The question isn’t how Rudy Giuliani’s career choices led to this place. What he needs to decide now is where he wants to go.

Longtime Rudy Giuliani aides and colleagues are at best perplexed by the 9-11 mayor’s recent media appearances. Many are actively embarrassed for him.

They just can’t figure out what Rudy is getting out of becoming a media punching bag or, depending on who you talk to, informal Trump administration bag man.

After all, the president’s last personal lawyer ended up both behind bars and disbarred for crimes on behalf of a client. Michael Cohen will never practice again.

To avoid a similar fate, Rudy needs to thread the needle between keeping his nose clean and remaining effective in his role. 

A professional reputation is a lot to throw away for a pro bono case. Everyone who works with high-profile people needs to understand the calculus here.

Unless he has something amazing in reserve, it isn’t going to happen. And in that scenario, Rudy’s once-bright future has gotten cloudy.

Professional double bind

Rudy is officially the president’s private lawyer. Whatever high-level legal expertise he’s deploying behind the scenes, he really functions as an attack dog right now. 

That’s the role he plays and the value he provides. He’s a surrogate who goes where rule-following government employees can’t.

Arguably it’s also the role he played negotiating for foreign governments as well. When the official communications channels hit a wall, Rudy showed up.

Unfortunately, when his “professional associates” got arrested for spreading the wrong campaign donations around here at home, the situation got unsustainably complicated.

Rudy’s friends got picked up at the airport trying to flee the country a day after he had lunch with them.

They must have been under surveillance. And as far as we know, the FBI didn’t bother interviewing him, which must have provided a shudder or two when you’re the man who put Frank Gotti away.

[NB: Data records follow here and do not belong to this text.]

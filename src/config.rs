//! # Configuration Management
//!
//! This module handles loading and parsing configuration from the tide-config.toml file.
//! It provides a centralized way to configure the tide station, forecast grid point,
//! live-marker timing and extrema detection.

use crate::extrema::DEFAULT_MIN_SEPARATION_HOURS;
use crate::live_marker::DEFAULT_TOLERANCE_MINUTES;
use crate::units::WindUnit;
use crate::Station;
use chrono::Duration;
use chrono_tz::Tz;
use serde::{Deserialize, Serialize};
use std::fs;
use std::path::Path;
use thiserror::Error;

/// Default config file, looked up in the working directory
pub const CONFIG_FILE: &str = "tide-config.toml";

#[derive(Error, Debug)]
pub enum ConfigError {
    #[error("config IO: {0}")]
    Io(#[from] std::io::Error),

    #[error("config encode: {0}")]
    Encode(#[from] toml::ser::Error),
}

/// Application configuration loaded from tide-config.toml
#[derive(Debug, Clone, Deserialize, Serialize)]
pub struct Config {
    /// NOAA tide station selection
    pub station: StationConfig,
    /// weather.gov hourly forecast grid point
    pub forecast: ForecastConfig,
    /// Live "current tide" marker timing
    pub marker: MarkerConfig,
    /// Daily high/low detection
    pub extrema: ExtremaConfig,
    /// Terminal output options
    pub display: DisplayConfig,
}

/// NOAA tide station configuration
#[derive(Debug, Clone, Deserialize, Serialize)]
pub struct StationConfig {
    /// Selected station ID (e.g., "8447180" for Sandwich, MA)
    pub id: String,
    /// IANA time zone NOAA's local-time predictions are reported in
    pub timezone: String,
    /// Stations the dashboard knows by name
    pub stations: Vec<Station>,
}

/// Hourly forecast source configuration
#[derive(Debug, Clone, Deserialize, Serialize)]
pub struct ForecastConfig {
    /// NWS forecast office (e.g., "BOX" for Boston)
    pub office: String,
    pub grid_x: u32,
    pub grid_y: u32,
    /// weather.gov rejects requests without a User-Agent
    pub user_agent: String,
    /// Request timeout in seconds for both NOAA services
    pub timeout_secs: u64,
}

/// Live marker configuration
#[derive(Debug, Clone, Deserialize, Serialize)]
pub struct MarkerConfig {
    /// A sample counts as "now" when within this many minutes
    pub tolerance_minutes: i64,
    /// Repaint period of the pulsing marker
    pub tick_millis: u64,
}

/// Extrema detection configuration
#[derive(Debug, Clone, Deserialize, Serialize)]
pub struct ExtremaConfig {
    /// Minimum time between the two highs (and the two lows)
    pub min_separation_hours: i64,
}

/// Terminal display configuration
#[derive(Debug, Clone, Deserialize, Serialize)]
pub struct DisplayConfig {
    /// Wind speed unit shown at startup
    pub default_unit: WindUnit,
    /// Height of the ASCII chart in rows
    pub chart_rows: usize,
    /// Maximum width of the ASCII chart in columns
    pub chart_columns: usize,
    /// Number of hourly forecast periods listed under the chart
    pub forecast_hours: usize,
}

impl Default for Config {
    fn default() -> Self {
        Config {
            station: StationConfig {
                id: "8447180".to_string(),
                timezone: "America/New_York".to_string(),
                stations: vec![
                    Station::new("8447180", "Sandwich, MA"),
                    Station::new("8443970", "Boston, MA"),
                    Station::new("8447930", "Woods Hole, MA"),
                    Station::new("8446121", "Provincetown, MA"),
                ],
            },
            forecast: ForecastConfig {
                office: "BOX".to_string(),
                grid_x: 95,
                grid_y: 66,
                user_agent: concat!("poseidon/", env!("CARGO_PKG_VERSION")).to_string(),
                timeout_secs: 15,
            },
            marker: MarkerConfig {
                tolerance_minutes: DEFAULT_TOLERANCE_MINUTES,
                tick_millis: 500,
            },
            extrema: ExtremaConfig {
                min_separation_hours: DEFAULT_MIN_SEPARATION_HOURS,
            },
            display: DisplayConfig {
                default_unit: WindUnit::Mph,
                chart_rows: 16,
                chart_columns: 96,
                forecast_hours: 6,
            },
        }
    }
}

impl StationConfig {
    /// The selected station, named if it appears in the station list
    pub fn selected(&self) -> Station {
        self.stations
            .iter()
            .find(|station| station.id == self.id)
            .cloned()
            .unwrap_or_else(|| Station::new(self.id.clone(), self.id.clone()))
    }

    /// Station time zone, falling back to US Eastern on an unknown name
    pub fn tz(&self) -> Tz {
        self.timezone.parse().unwrap_or_else(|_| {
            tracing::warn!(timezone = %self.timezone, "unknown time zone, using America/New_York");
            chrono_tz::America::New_York
        })
    }
}

impl MarkerConfig {
    pub fn tolerance(&self) -> Duration {
        Duration::minutes(self.tolerance_minutes)
    }
}

impl ExtremaConfig {
    pub fn min_separation(&self) -> Duration {
        Duration::hours(self.min_separation_hours)
    }
}

impl Config {
    /// Load configuration from tide-config.toml file
    /// Falls back to default configuration if file doesn't exist or is invalid
    pub fn load() -> Self {
        Self::load_from_path(CONFIG_FILE)
    }

    /// Load configuration from specified path
    /// Falls back to default configuration if file doesn't exist or is invalid
    pub fn load_from_path<P: AsRef<Path>>(path: P) -> Self {
        let path = path.as_ref();
        match fs::read_to_string(path) {
            Ok(contents) => match toml::from_str::<Config>(&contents) {
                Ok(config) => {
                    tracing::info!(station = %config.station.id, "loaded configuration");
                    config
                }
                Err(err) => {
                    tracing::warn!(path = %path.display(), %err, "invalid config file, using defaults");
                    Self::default()
                }
            },
            Err(_) => {
                tracing::info!(path = %path.display(), "no config file found, using defaults");
                Self::default()
            }
        }
    }

    /// Write the configuration as pretty TOML
    pub fn save_to_path<P: AsRef<Path>>(&self, path: P) -> Result<(), ConfigError> {
        let contents = toml::to_string_pretty(self)?;
        fs::write(path.as_ref(), contents)?;
        tracing::info!(path = %path.as_ref().display(), "configuration saved");
        Ok(())
    }
}

#[cfg(test)]
mod tests {
    use super::*;
    use tempfile::NamedTempFile;

    #[test]
    fn default_config() {
        let config = Config::default();
        assert_eq!(config.station.id, "8447180");
        assert_eq!(config.station.selected().name, "Sandwich, MA");
        assert_eq!(config.marker.tolerance(), Duration::minutes(5));
        assert_eq!(config.marker.tick_millis, 500);
        assert_eq!(config.extrema.min_separation(), Duration::hours(6));
        assert_eq!(config.display.default_unit, WindUnit::Mph);
    }

    #[test]
    fn defaults_follow_pipeline_constants() {
        let config = Config::default();
        assert_eq!(config.marker.tolerance_minutes, DEFAULT_TOLERANCE_MINUTES);
        assert_eq!(config.extrema.min_separation_hours, DEFAULT_MIN_SEPARATION_HOURS);
    }

    #[test]
    fn config_roundtrip() {
        let file = NamedTempFile::new().unwrap();
        let mut config = Config::default();
        config.station.id = "8443970".to_string();
        config.display.default_unit = WindUnit::Knots;
        config.save_to_path(file.path()).unwrap();

        let parsed = Config::load_from_path(file.path());
        assert_eq!(parsed.station.selected().name, "Boston, MA");
        assert_eq!(parsed.display.default_unit, WindUnit::Knots);
    }

    #[test]
    fn load_nonexistent_file() {
        let config = Config::load_from_path("/nonexistent/path");
        // Should fallback to default
        assert_eq!(config.station.id, "8447180");
    }

    #[test]
    fn invalid_file_falls_back() {
        let file = NamedTempFile::new().unwrap();
        fs::write(file.path(), "station = 12").unwrap();
        let config = Config::load_from_path(file.path());
        assert_eq!(config.station.id, "8447180");
    }

    #[test]
    fn unknown_station_uses_id_as_name() {
        let mut config = Config::default();
        config.station.id = "9999999".to_string();
        let station = config.station.selected();
        assert_eq!(station.id, "9999999");
        assert_eq!(station.name, "9999999");
    }

    #[test]
    fn bad_timezone_falls_back() {
        let mut config = Config::default();
        config.station.timezone = "Mars/Olympus".to_string();
        assert_eq!(config.station.tz(), chrono_tz::America::New_York);
        config.station.timezone = "America/Los_Angeles".to_string();
        assert_eq!(config.station.tz(), chrono_tz::America::Los_Angeles);
    }
}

He knows the procedures. He knows the tactics. If your associates are being monitored, they’ve probably got you on tape.

And that’s where the problem is. Client communications are privileged except when they advance a crime. Campaign finance violations are crimes.

Likewise, presidential communications are privileged, except when they’re used to commit crimes.

If Rudy talked about anything awkward with his friends, he can either accept personal responsibility or say he was pursing the president’s interests.

Unfortunately, the shadow of impeachment means that the administration wants to distance itself from all things Ukrainian at exactly the moment Rudy wants to brag on TV about how closely he was working with the White House.

He wants presidential cover. They don’t want to answer questions about why the president’s private lawyer was involved so intimately in foreign policy.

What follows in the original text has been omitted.